Ils soutiennent que :
- le jugement attaqué est entaché d'irrégularité car les premiers juges n'ont pas analysé dans les visas les différents mémoires en méconnaissance de l'alinéa 2 de l'article R.741-2 du code de justice administrative et que les moyens nouveaux présentés dans les mémoires déposés les 22 mai et 3 juin 2014 n'ont pas été analysés ;
- ce jugement est également insuffisamment motivé quant à l'évaluation des préjudices qu'ils ont subis ;
- les premiers juges ont dénaturé les pièces produites quant à la preuve des préjudices subis par eux ; le préjudice calculé par l'expert sollicité par eux est bien représentatif du préjudice d'allongement de parcours ;
- le tribunal a commis une erreur de droit et dénaturé les pièces du dossier s'agissant de la question de l'aggravation des conditions d'exploitation qui concerne uniquement le compte de propriété n° 368 et le préjudice subi par les propriétaires ; la position de la commission départementale d'aménagement foncier sur ce point ne vaut que pour la question de la validité des opérations d'aménagement foncier et pas pour l'existence d'un préjudice indemnisable par le concessionnaire en tant que dommages de travaux publics ;
- les premiers juges ont également dénaturé les pièces du dossier s'agissant du préjudice subi par les propriétaires mais aussi par les exploitants en cours et à l'issue des travaux ;
- le tribunal a commis une erreur de droit en estimant qu'une expertise n'était pas utile et une erreur manifeste d'appréciation quant à l'évaluation du préjudice.
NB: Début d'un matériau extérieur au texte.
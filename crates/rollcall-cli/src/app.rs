//! Command handlers.
//!
//! `App` owns the spreadsheet client, the current roster snapshot and the
//! attendance store for one command invocation.

use std::path::Path;
use std::sync::Arc;

use anyhow::{anyhow, bail, Context, Result};
use chrono::{Duration, NaiveDate};
use tracing::{debug, info, warn};

use rollcall_core::roster::import::members_from_csv;
use rollcall_core::utils::{mask_phone, truncate_string};
use rollcall_core::{
    check_in, AttendanceRecorder, AttendanceStore, CameraError, Config, DateKey, FetchConfig,
    KeyStore, NewMember, RosterHandle, RosterSchema, RosterSnapshot, ScanError, ScanSession,
    SheetsClient, SourceFetcher, User, VisitOutcome, WriteError,
};

use crate::scanner::LineScanner;
use crate::ConfigAction;

// ============================================================================
// Constants
// ============================================================================

/// Display width of the name column in `list`.
const NAME_WIDTH: usize = 16;

/// Display width of the address column in `list`.
const ADDRESS_WIDTH: usize = 24;

pub struct App {
    config: Config,
    fetcher: SourceFetcher<SheetsClient>,
    roster: RosterHandle,
    recorder: AttendanceRecorder,
}

impl App {
    pub fn new(config: Config) -> Result<Self> {
        let client = SheetsClient::new()?;
        let store = AttendanceStore::open(config.attendance_path()?)?;
        Ok(Self {
            config,
            fetcher: SourceFetcher::new(client),
            roster: RosterHandle::default(),
            recorder: AttendanceRecorder::new(Arc::new(store)),
        })
    }

    fn fetch_config(&self) -> Result<FetchConfig> {
        fetch_config(&self.config)
    }

    /// Load the roster from the sheet and install it as the current snapshot.
    async fn refresh(&self) -> Result<Arc<RosterSnapshot>> {
        let fetch_config = self.fetch_config()?;
        let snapshot = self
            .fetcher
            .fetch_roster(&fetch_config)
            .await
            .map_err(|e| anyhow!("{}\n{}", e, e.remedy()))?;
        self.roster.replace(snapshot);
        Ok(self.roster.current())
    }

    fn save_attendance(&self) -> Result<()> {
        self.recorder
            .store()
            .save()
            .context("Check-in recorded but the attendance file could not be written")
    }

    // ===== Roster =====

    pub async fn list(&self, search: Option<&str>) -> Result<()> {
        let roster = self.refresh().await?;
        let users = roster.search(search.unwrap_or(""));

        println!(
            "{} of {} members (from {}, {})",
            users.len(),
            roster.len(),
            roster.source,
            roster.age_display()
        );
        for user in users {
            print_member(user);
        }
        Ok(())
    }

    pub async fn add(&self, member: NewMember) -> Result<()> {
        if member.name.trim().is_empty() {
            bail!("A name is required");
        }
        let roster = self.refresh().await?;
        let user = roster.next_member(&self.config.schema, member);
        self.append(&[user]).await
    }

    pub async fn import(&self, path: &Path) -> Result<()> {
        let text = std::fs::read_to_string(path)
            .with_context(|| format!("Failed to read {}", path.display()))?;
        let members = members_from_csv(&text);
        if members.is_empty() {
            bail!("No members found in {} (is there a 이름/성함 column?)", path.display());
        }

        let roster = self.refresh().await?;
        let users = roster.next_members(&self.config.schema, members);
        self.append(&users).await
    }

    async fn append(&self, users: &[User]) -> Result<()> {
        let fetch_config = self.fetch_config()?;
        let offset = fetch_config.range_start_column();
        let rows: Vec<Vec<String>> = users
            .iter()
            .map(|u| u.to_row(&self.config.schema, offset))
            .collect();

        match self.fetcher.source().append_rows(&fetch_config, &rows).await {
            Ok(written) => {
                info!(written, "Members registered");
                for user in users {
                    println!("Registered #{} {} (code {})", user.serial, user.name, user.identifier);
                }
                Ok(())
            }
            Err(e @ WriteError::PermissionDenied(_)) => Err(anyhow!(
                "{}\nThis key can read the sheet but not edit it. Add the member in the sheet directly, or ask the owner for edit access.",
                e
            )),
            Err(e) => Err(anyhow!("Registration failed ({}): {}", e.cause(), e)),
        }
    }

    // ===== Check-in =====

    pub async fn checkin(&self, token: &str) -> Result<()> {
        let roster = self.refresh().await?;
        let result = check_in(token, roster.users(), &self.recorder)?;
        report_check_in(&result.user, result.outcome);
        self.save_attendance()
    }

    pub async fn scan(&self) -> Result<()> {
        let roster = self.refresh().await?;
        let mut session = ScanSession::new(LineScanner::new());
        session.start()?;
        println!("Ready - scan a code or type it and press Enter (Ctrl-D to stop)");

        loop {
            let result = session
                .run_with_notice(roster.users(), &self.recorder, |notice| println!("{}", notice))
                .await;
            match result {
                Ok(check_in) => {
                    report_check_in(&check_in.user, check_in.outcome);
                    self.save_attendance()?;
                    session.reset()?;
                }
                // End of scanner input
                Err(ScanError::Camera(CameraError::Disconnected(_))) | Err(ScanError::Cancelled) => break,
                Err(e) => return Err(anyhow!("Scanner stopped: {}", e)),
            }
        }

        println!("{} checked in today", self.recorder.count_today());
        Ok(())
    }

    pub fn today(&self) -> Result<()> {
        let today = DateKey::today();
        let members = self.recorder.store().members_on(today);
        println!("{}: {} checked in", today, members.len());
        for id in members {
            println!("  {}", id);
        }
        Ok(())
    }

    pub fn prune(&self, keep_days: u32) -> Result<()> {
        let cutoff = prune_cutoff(DateKey::today().date(), keep_days)?;
        let removed = self.recorder.store().prune_before(cutoff);
        self.recorder.store().save()?;
        println!("Removed {} day(s) before {}", removed, cutoff);
        Ok(())
    }
}

/// First day kept when pruning to the last `keep_days` days.
fn prune_cutoff(today: NaiveDate, keep_days: u32) -> Result<DateKey> {
    today
        .checked_sub_signed(Duration::days(i64::from(keep_days)))
        .map(DateKey::from_date)
        .ok_or_else(|| anyhow!("--keep-days {} reaches before the earliest supported date", keep_days))
}

fn print_member(user: &User) {
    println!(
        "{:>5}  {:<10} {:<width$} {:<8} {:<15} {}",
        user.serial,
        user.identifier,
        truncate_string(&user.name, NAME_WIDTH),
        user.birthdate,
        mask_phone(&user.phone),
        truncate_string(&user.address, ADDRESS_WIDTH),
        width = NAME_WIDTH
    );
}

fn report_check_in(user: &User, outcome: VisitOutcome) {
    match outcome {
        VisitOutcome::Recorded => println!("Checked in: {} (#{})", user.name, user.serial),
        VisitOutcome::AlreadyCheckedIn => {
            println!("Already checked in today: {} (#{})", user.name, user.serial)
        }
    }
}

fn fetch_config(config: &Config) -> Result<FetchConfig> {
    let api_key = config.sheet_id.as_deref().and_then(KeyStore::resolve);
    if api_key.is_none() {
        debug!("No access key; only the public export is available");
    }
    config.fetch_config(api_key)
}

fn require_sheet_id(config: &Config) -> Result<&str> {
    config
        .sheet_id
        .as_deref()
        .ok_or_else(|| anyhow!("No spreadsheet configured - run `rollcall config set --sheet-id <ID>`"))
}

// ===== Settings =====

fn parse_schema(name: &str) -> Result<RosterSchema> {
    match name.trim().to_ascii_lowercase().as_str() {
        "serial" => Ok(RosterSchema::Serial),
        "opaque" => Ok(RosterSchema::Opaque),
        other => bail!(
            "Unknown schema '{}' (use serial or opaque; custom column maps are edited in {})",
            other,
            Config::config_path()?.display()
        ),
    }
}

pub async fn configure(mut config: Config, action: ConfigAction) -> Result<()> {
    match action {
        ConfigAction::Show => {
            println!("config:     {}", Config::config_path()?.display());
            println!("sheet id:   {}", config.sheet_id.as_deref().unwrap_or("(not set)"));
            println!("sheet gid:  {}", config.sheet_gid);
            println!("range:      {}", config.range);
            println!("schema:     {}", config.schema);
            let has_key = config.sheet_id.as_deref().and_then(KeyStore::resolve).is_some();
            println!("access key: {}", if has_key { "stored" } else { "(none)" });
            println!("attendance: {}", config.attendance_path()?.display());
            Ok(())
        }
        ConfigAction::Set {
            sheet_id,
            gid,
            range,
            schema,
        } => {
            if let Some(id) = sheet_id {
                config.sheet_id = Some(id.trim().to_string());
            }
            if let Some(gid) = gid {
                config.sheet_gid = gid.trim().to_string();
            }
            if let Some(range) = range {
                config.range = range.trim().to_string();
            }
            if let Some(schema) = schema {
                config.schema = parse_schema(&schema)?;
            }
            config.save()?;
            println!("Saved {}", Config::config_path()?.display());
            Ok(())
        }
        ConfigAction::Check => {
            let fetch_config = fetch_config(&config)?;
            let client = SheetsClient::new()?;
            match client.validate(&fetch_config).await {
                Ok(title) => {
                    println!("Connected to \"{}\"", title);
                    Ok(())
                }
                Err(e) => {
                    warn!(error = %e, "Spreadsheet check failed");
                    Err(anyhow!("Could not reach the spreadsheet ({}): {}", e.cause(), e))
                }
            }
        }
    }
}

pub fn store_key(config: &Config) -> Result<()> {
    let sheet_id = require_sheet_id(config)?;
    let key = rpassword::prompt_password("Access key: ")?;
    let key = key.trim();
    if key.is_empty() {
        bail!("No key entered");
    }
    KeyStore::store(sheet_id, key)?;
    println!("Key stored in the system keychain");
    Ok(())
}

pub fn clear_key(config: &Config) -> Result<()> {
    let sheet_id = require_sheet_id(config)?;
    KeyStore::delete(sheet_id)?;
    println!("Key removed");
    Ok(())
}

#[cfg(test)]
mod tests {
    use super::*;

    #[test]
    fn test_parse_schema() {
        assert_eq!(parse_schema("Serial").expect("serial"), RosterSchema::Serial);
        assert_eq!(parse_schema(" opaque ").expect("opaque"), RosterSchema::Opaque);
        assert!(parse_schema("wide").is_err());
    }

    #[test]
    fn test_prune_cutoff() {
        let today = NaiveDate::from_ymd_opt(2024, 3, 31).expect("date");
        let cutoff = prune_cutoff(today, 30).expect("cutoff");
        assert_eq!(cutoff.to_string(), "2024-03-01");
        assert_eq!(prune_cutoff(today, 0).expect("cutoff").date(), today);
    }

    #[test]
    fn test_prune_cutoff_out_of_range_is_an_error() {
        let today = NaiveDate::from_ymd_opt(2024, 3, 31).expect("date");
        assert!(prune_cutoff(today, u32::MAX).is_err());
    }

    #[test]
    fn test_fetch_config_requires_sheet() {
        assert!(fetch_config(&Config::default()).is_err());
        assert!(require_sheet_id(&Config::default()).is_err());
    }
}
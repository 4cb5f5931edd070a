//! Keyboard-wedge scanner input.
//!
//! Handheld barcode readers type the decoded code followed by Enter, so a
//! "frame" here is whatever line has arrived on stdin since the last poll.

use std::io::{self, BufRead};
use std::sync::{Arc, Mutex, PoisonError};

use rollcall_core::{CameraError, CaptureDevice, FrameStream};
use tokio::sync::mpsc::{self, error::TryRecvError, UnboundedReceiver};
use tracing::debug;

type Lines = Arc<Mutex<UnboundedReceiver<String>>>;

/// Reads lines from stdin on a background thread. The thread is started on
/// first open and its queue is handed to every stream opened afterwards,
/// so a reset never loses a line already typed.
#[derive(Default)]
pub struct LineScanner {
    lines: Option<Lines>,
}

impl LineScanner {
    pub fn new() -> Self {
        Self::default()
    }

    fn spawn_reader() -> Result<UnboundedReceiver<String>, CameraError> {
        let (tx, rx) = mpsc::unbounded_channel();
        std::thread::Builder::new()
            .name("stdin-scanner".to_string())
            .spawn(move || {
                for line in io::stdin().lock().lines() {
                    let Ok(line) = line else { break };
                    if tx.send(line).is_err() {
                        break;
                    }
                }
                debug!("Scanner input closed");
            })
            .map_err(|e| CameraError::Unavailable(e.to_string()))?;
        Ok(rx)
    }
}

impl CaptureDevice for LineScanner {
    fn open(&mut self) -> Result<Box<dyn FrameStream>, CameraError> {
        let lines = match &self.lines {
            Some(lines) => Arc::clone(lines),
            None => {
                let lines = Arc::new(Mutex::new(Self::spawn_reader()?));
                self.lines = Some(Arc::clone(&lines));
                lines
            }
        };
        Ok(Box::new(LineStream { lines }))
    }
}

struct LineStream {
    lines: Lines,
}

impl FrameStream for LineStream {
    fn next_token(&mut self) -> Result<Option<String>, CameraError> {
        let mut lines = self.lines.lock().unwrap_or_else(PoisonError::into_inner);
        match lines.try_recv() {
            Ok(line) => Ok(Some(line)),
            Err(TryRecvError::Empty) => Ok(None),
            Err(TryRecvError::Disconnected) => {
                Err(CameraError::Disconnected("scanner input closed".to_string()))
            }
        }
    }
}
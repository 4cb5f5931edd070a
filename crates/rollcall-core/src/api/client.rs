//! HTTP client for the spreadsheet export and values endpoints.
//!
//! This module provides the `SheetsClient` struct. Every call takes a
//! `FetchConfig` by reference; the client itself holds only the shared
//! connection pool and base URLs.

use std::time::Duration;

use chrono::Utc;
use reqwest::{Client, Url};
use serde::Deserialize;
use tracing::{debug, info, warn};

use crate::config::FetchConfig;

use super::{ApiError, WriteError};

// ============================================================================
// Constants
// ============================================================================

/// Base URL for the public delimited-text export
const EXPORT_BASE_URL: &str = "https://docs.google.com/spreadsheets/d";

/// Base URL for the structured values API
const SHEETS_API_BASE_URL: &str = "https://sheets.googleapis.com/v4/spreadsheets";

/// Timeout for the primary export. Short, since a fallback path exists.
const EXPORT_TIMEOUT_SECS: u64 = 5;

/// Timeout for the values API read.
const VALUES_TIMEOUT_SECS: u64 = 10;

/// Timeout for the metadata probe used to check settings.
const VALIDATE_TIMEOUT_SECS: u64 = 5;

/// Timeout for appends.
const WRITE_TIMEOUT_SECS: u64 = 15;

/// Values are interpreted as if typed into the sheet, so dates and numbers
/// get the sheet's formatting.
const VALUE_INPUT_OPTION: &str = "USER_ENTERED";

#[derive(Debug, Deserialize)]
struct ValueRange {
    #[serde(default)]
    values: Vec<Vec<serde_json::Value>>,
}

#[derive(Debug, Deserialize)]
struct SpreadsheetMetadata {
    properties: SpreadsheetProperties,
}

#[derive(Debug, Deserialize)]
struct SpreadsheetProperties {
    title: String,
}

#[derive(Debug, Deserialize)]
struct AppendResponse {
    #[serde(default)]
    updates: Option<AppendUpdates>,
}

#[derive(Debug, Deserialize)]
struct AppendUpdates {
    #[serde(rename = "updatedRows", default)]
    updated_rows: Option<usize>,
}

/// Render a values-API cell as text. Unformatted reads can return numbers
/// and booleans instead of strings.
fn cell_text(value: &serde_json::Value) -> String {
    match value {
        serde_json::Value::String(s) => s.clone(),
        serde_json::Value::Null => String::new(),
        other => other.to_string(),
    }
}

/// An export that answers 200 with an HTML sign-in page instead of CSV.
fn looks_like_html(body: &str) -> bool {
    let head = body.trim_start();
    let prefix: String = head.chars().take(15).collect::<String>().to_ascii_lowercase();
    prefix.starts_with("<!doctype html") || prefix.starts_with("<html")
}

/// Spreadsheet client.
/// Clone is cheap - reqwest::Client uses Arc internally for connection pooling.
#[derive(Clone)]
pub struct SheetsClient {
    client: Client,
    export_base: String,
    api_base: String,
}

impl SheetsClient {
    pub fn new() -> Result<Self, ApiError> {
        Self::with_base_urls(EXPORT_BASE_URL, SHEETS_API_BASE_URL)
    }

    /// Create a client that talks to alternate hosts (proxies, test servers).
    pub fn with_base_urls(export_base: &str, api_base: &str) -> Result<Self, ApiError> {
        let client = Client::builder().build()?;
        Ok(Self {
            client,
            export_base: export_base.trim_end_matches('/').to_string(),
            api_base: api_base.trim_end_matches('/').to_string(),
        })
    }

    fn parse_base(base: &str, sheet_id: &str) -> Result<Url, ApiError> {
        let mut url = Url::parse(base).map_err(|e| ApiError::InvalidRequest(e.to_string()))?;
        url.path_segments_mut()
            .map_err(|_| ApiError::InvalidRequest(format!("Not a base URL: {}", base)))?
            .push(sheet_id);
        Ok(url)
    }

    /// Export URL with a cache-busting timestamp so intermediaries don't
    /// serve a stale copy.
    pub fn export_url(&self, config: &FetchConfig, cache_bust: i64) -> Result<Url, ApiError> {
        let mut url = Self::parse_base(&self.export_base, &config.sheet_id)?;
        url.path_segments_mut()
            .map_err(|_| ApiError::InvalidRequest("Export URL cannot take a path".to_string()))?
            .push("export");
        url.query_pairs_mut()
            .append_pair("format", "csv")
            .append_pair("gid", &config.sheet_gid)
            .append_pair("t", &cache_bust.to_string());
        Ok(url)
    }

    fn values_url(&self, config: &FetchConfig, suffix: &str) -> Result<Url, ApiError> {
        let mut url = Self::parse_base(&self.api_base, &config.sheet_id)?;
        url.path_segments_mut()
            .map_err(|_| ApiError::InvalidRequest("Values URL cannot take a path".to_string()))?
            .push("values")
            .push(&format!("{}{}", config.range, suffix));
        Ok(url)
    }

    fn api_key(config: &FetchConfig) -> Result<&str, ApiError> {
        config
            .api_key
            .as_deref()
            .filter(|k| !k.trim().is_empty())
            .ok_or(ApiError::MissingKey)
    }

    /// Check if response is successful, returning an error with body if not.
    async fn check_response(response: reqwest::Response) -> Result<reqwest::Response, ApiError> {
        if response.status().is_success() {
            Ok(response)
        } else {
            let status = response.status();
            let body = response.text().await.unwrap_or_default();
            Err(ApiError::from_status(status, &body))
        }
    }

    async fn get(&self, url: Url, timeout_secs: u64) -> Result<reqwest::Response, ApiError> {
        let response = self
            .client
            .get(url)
            .timeout(Duration::from_secs(timeout_secs))
            .send()
            .await
            .map_err(ApiError::from_transport)?;
        Self::check_response(response).await
    }

    // ===== Roster Reads =====

    /// Fetch the sheet as delimited text (primary path)
    pub async fn fetch_export(&self, config: &FetchConfig) -> Result<String, ApiError> {
        let url = self.export_url(config, Utc::now().timestamp_millis())?;
        debug!(sheet = %config.sheet_id, gid = %config.sheet_gid, "Fetching CSV export");

        let response = self.get(url, EXPORT_TIMEOUT_SECS).await?;
        let body = response.text().await.map_err(ApiError::from_transport)?;

        if looks_like_html(&body) {
            return Err(ApiError::InvalidResponse(
                "Export returned an HTML page - the sheet is probably not shared publicly".to_string(),
            ));
        }
        Ok(body)
    }

    /// Fetch the configured range through the key-authenticated values API
    /// (fallback path)
    pub async fn fetch_values(&self, config: &FetchConfig) -> Result<Vec<Vec<String>>, ApiError> {
        let key = Self::api_key(config)?;
        let mut url = self.values_url(config, "")?;
        url.query_pairs_mut().append_pair("key", key);
        debug!(sheet = %config.sheet_id, range = %config.range, "Fetching values range");

        let response = self.get(url, VALUES_TIMEOUT_SECS).await?;
        let text = response.text().await.map_err(ApiError::from_transport)?;
        let parsed: ValueRange = serde_json::from_str(&text)
            .map_err(|e| ApiError::InvalidResponse(format!("Failed to parse values response: {}", e)))?;

        Ok(parsed
            .values
            .iter()
            .map(|row| row.iter().map(cell_text).collect())
            .collect())
    }

    /// Probe spreadsheet metadata, returning its title. Used to confirm
    /// settings before saving them.
    pub async fn validate(&self, config: &FetchConfig) -> Result<String, ApiError> {
        let key = Self::api_key(config)?;
        let mut url = Self::parse_base(&self.api_base, &config.sheet_id)?;
        url.query_pairs_mut()
            .append_pair("key", key)
            .append_pair("fields", "properties.title");

        let response = self.get(url, VALIDATE_TIMEOUT_SECS).await?;
        let metadata: SpreadsheetMetadata = response
            .json()
            .await
            .map_err(|e| ApiError::InvalidResponse(format!("Failed to parse metadata: {}", e)))?;

        info!(title = %metadata.properties.title, "Spreadsheet reachable");
        Ok(metadata.properties.title)
    }

    // ===== Writes =====

    /// Append rows after the last row of the configured range.
    /// Returns the number of rows the sheet reports as written.
    pub async fn append_rows(
        &self,
        config: &FetchConfig,
        rows: &[Vec<String>],
    ) -> Result<usize, WriteError> {
        if rows.is_empty() {
            return Ok(0);
        }
        let key = Self::api_key(config)?;
        let mut url = self.values_url(config, ":append")?;
        url.query_pairs_mut()
            .append_pair("valueInputOption", VALUE_INPUT_OPTION)
            .append_pair("key", key);

        let body = serde_json::json!({ "values": rows });
        let response = self
            .client
            .post(url)
            .timeout(Duration::from_secs(WRITE_TIMEOUT_SECS))
            .json(&body)
            .send()
            .await
            .map_err(ApiError::from_transport)?;
        let response = Self::check_response(response).await?;

        let written = match response.json::<AppendResponse>().await {
            Ok(parsed) => parsed
                .updates
                .and_then(|u| u.updated_rows)
                .unwrap_or(rows.len()),
            Err(e) => {
                warn!(error = %e, "Append succeeded but response was unreadable");
                rows.len()
            }
        };
        info!(rows = written, "Appended rows to sheet");
        Ok(written)
    }
}

#[cfg(test)]
mod tests {
    use super::*;
    use crate::models::RosterSchema;

    fn config() -> FetchConfig {
        FetchConfig {
            sheet_id: "1AbC_dEf".to_string(),
            sheet_gid: "0".to_string(),
            range: "명단!A:H".to_string(),
            api_key: Some("k3y".to_string()),
            schema: RosterSchema::Serial,
        }
    }

    #[test]
    fn test_export_url_has_cache_bust() {
        let client = SheetsClient::new().expect("client");
        let url = client.export_url(&config(), 1700000000123).expect("url");
        assert_eq!(
            url.as_str(),
            "https://docs.google.com/spreadsheets/d/1AbC_dEf/export?format=csv&gid=0&t=1700000000123"
        );
    }

    #[test]
    fn test_values_url_encodes_range() {
        let client = SheetsClient::new().expect("client");
        let url = client.values_url(&config(), ":append").expect("url");
        assert!(url
            .as_str()
            .starts_with("https://sheets.googleapis.com/v4/spreadsheets/1AbC_dEf/values/"));
        assert!(url.path().ends_with("!A:H:append"));
        assert!(!url.path().contains("명단")); // percent-encoded
    }

    #[test]
    fn test_missing_key() {
        let mut cfg = config();
        cfg.api_key = Some("  ".to_string());
        assert!(matches!(SheetsClient::api_key(&cfg), Err(ApiError::MissingKey)));
        cfg.api_key = None;
        assert!(matches!(SheetsClient::api_key(&cfg), Err(ApiError::MissingKey)));
    }

    #[test]
    fn test_cell_text() {
        assert_eq!(cell_text(&serde_json::json!("a")), "a");
        assert_eq!(cell_text(&serde_json::json!(12)), "12");
        assert_eq!(cell_text(&serde_json::json!(true)), "true");
        assert_eq!(cell_text(&serde_json::Value::Null), "");
    }

    #[test]
    fn test_parse_value_range() {
        let json = r#"{"range":"Sheet1!A1:D3","majorDimension":"ROWS","values":[["연번","이름"],["1","김철수","450101",12]]}"#;
        let parsed: ValueRange = serde_json::from_str(json).expect("parse");
        assert_eq!(parsed.values.len(), 2);
        assert_eq!(cell_text(&parsed.values[1][3]), "12");

        let empty: ValueRange = serde_json::from_str(r#"{"range":"Sheet1!A1:D3"}"#).expect("parse");
        assert!(empty.values.is_empty());
    }

    #[test]
    fn test_looks_like_html() {
        assert!(looks_like_html("  <!DOCTYPE html><html>"));
        assert!(looks_like_html("<HTML><head>"));
        assert!(!looks_like_html("연번,이름\n1,김철수"));
    }
}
Par un mémoire en défense enregistré le 14 avril 2015, la SA Arcour, représentée par MeE..., conclut au rejet de la requête et à ce que soit mise à la charge de M. et Mme G...et de l'Earl G...la somme de 2 500 euros au titre de l'article L.761-1 du code de justice administrative.
Elle fait valoir que les moyens soulevés par les consorts G...ne sont pas fondés.
Par un mémoire enregistré le 30 avril 2015 le département du Loiret, représenté par MeD..., conclut au rejet de la requête et à ce que la somme de 1000 euros soit mise à la charge des consorts G...au titre de l'article L. 761-1 du code de justice administrative.
Vu les autres pièces du dossier.
Vu :
- le code rural et de la pêche maritime ;
- le code de justice administrative.
Les parties ont été régulièrement averties du jour de l'audience.
Ont été entendus au cours de l'audience publique :
- le rapport de M. Coiffet, président-assesseur,
- les conclusions de M. Giraud, rapporteur public,
- et les observations de MeF..., substituant Me H...pour les consorts G...et l'Earl G...et les observations de MeA..., substituant MeE..., pour la société Arcour.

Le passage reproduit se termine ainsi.